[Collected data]
=-=-=
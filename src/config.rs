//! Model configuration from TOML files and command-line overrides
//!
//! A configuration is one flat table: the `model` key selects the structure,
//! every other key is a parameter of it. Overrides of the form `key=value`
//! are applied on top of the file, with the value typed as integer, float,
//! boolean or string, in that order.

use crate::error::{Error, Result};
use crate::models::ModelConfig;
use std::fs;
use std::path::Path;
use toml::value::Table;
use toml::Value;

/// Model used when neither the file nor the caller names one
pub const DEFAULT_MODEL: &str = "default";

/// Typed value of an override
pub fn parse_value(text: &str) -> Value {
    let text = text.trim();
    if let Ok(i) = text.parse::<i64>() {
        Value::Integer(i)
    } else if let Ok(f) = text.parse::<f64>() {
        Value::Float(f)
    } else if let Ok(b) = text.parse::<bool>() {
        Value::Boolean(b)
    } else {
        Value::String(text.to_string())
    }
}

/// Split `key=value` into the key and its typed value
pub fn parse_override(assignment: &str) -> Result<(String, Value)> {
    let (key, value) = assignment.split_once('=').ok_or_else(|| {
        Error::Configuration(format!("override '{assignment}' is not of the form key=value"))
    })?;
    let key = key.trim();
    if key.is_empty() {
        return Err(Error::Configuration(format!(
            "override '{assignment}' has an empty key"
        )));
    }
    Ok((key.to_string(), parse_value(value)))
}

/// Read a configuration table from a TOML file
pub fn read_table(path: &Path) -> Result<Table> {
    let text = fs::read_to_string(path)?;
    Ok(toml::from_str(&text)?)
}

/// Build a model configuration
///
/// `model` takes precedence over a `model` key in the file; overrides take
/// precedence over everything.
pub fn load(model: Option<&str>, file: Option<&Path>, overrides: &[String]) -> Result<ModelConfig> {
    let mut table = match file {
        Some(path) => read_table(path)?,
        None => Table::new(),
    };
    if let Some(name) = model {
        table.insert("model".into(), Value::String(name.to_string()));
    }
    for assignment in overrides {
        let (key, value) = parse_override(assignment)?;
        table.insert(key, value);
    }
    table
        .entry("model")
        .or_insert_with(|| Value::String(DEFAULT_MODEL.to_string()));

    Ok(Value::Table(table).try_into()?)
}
=-=-=
## Task
Each line of the data has to be written out exactly as it appears.

## Exercise output
filename src/config.rs
//! Model configuration from TOML files and command-line overrides
//!
//! A configuration is one flat table: the `model` key selects the structure,
//! every other key is a parameter of it. Overrides of the form `key=value`
//! are applied on top of the file, with the value typed as integer, float,
//! boolean or string, in that order.

use crate::error::{Error, Result};
use crate::models::ModelConfig;
use std::fs;
use std::path::Path;
use toml::value::Table;
use toml::Value;

/// Model used when neither the file nor the caller names one
pub const DEFAULT_MODEL: &str = "default";

/// Typed value of an override
pub fn parse_value(text: &str) -> Value {
    let text = text.trim();
    if let Ok(i) = text.parse::<i64>() {
        Value::Integer(i)
    } else if let Ok(f) = text.parse::<f64>() {
        Value::Float(f)
    } else if let Ok(b) = text.parse::<bool>() {
        Value::Boolean(b)
    } else {
        Value::String(text.to_string())
    }
}

/// Split `key=value` into the key and its typed value
pub fn parse_override(assignment: &str) -> Result<(String, Value)> {
    let (key, value) = assignment.split_once('=').ok_or_else(|| {
        Error::Configuration(format!("override '{assignment}' is not of the form key=value"))
    })?;
    let key = key.trim();
    if key.is_empty() {
        return Err(Error::Configuration(format!(
            "override '{assignment}' has an empty key"
        )));
    }
    Ok((key.to_string(), parse_value(value)))
}

/// Read a configuration table from a TOML file
pub fn read_table(path: &Path) -> Result<Table> {
    let text = fs::read_to_string(path)?;
    Ok(toml::from_str(&text)?)
}

/// Build a model configuration
///
/// `model` takes precedence over a `model` key in the file; overrides take
/// precedence over everything.
pub fn load(model: Option<&str>, file: Option<&Path>, overrides: &[String]) -> Result<ModelConfig> {
    let mut table = match file {
        Some(path) => read_table(path)?,
        None => Table::new(),
    };
    if let Some(name) = model {
        table.insert("model".into(), Value::String(name.to_string()));
    }
    for assignment in overrides {
        let (key, value) = parse_override(assignment)?;
        table.insert(key, value);
    }
    table
        .entry("model")
        .or_insert_with(|| Value::String(DEFAULT_MODEL.to_string()));

    Ok(Value::Table(table).try_into()?)
}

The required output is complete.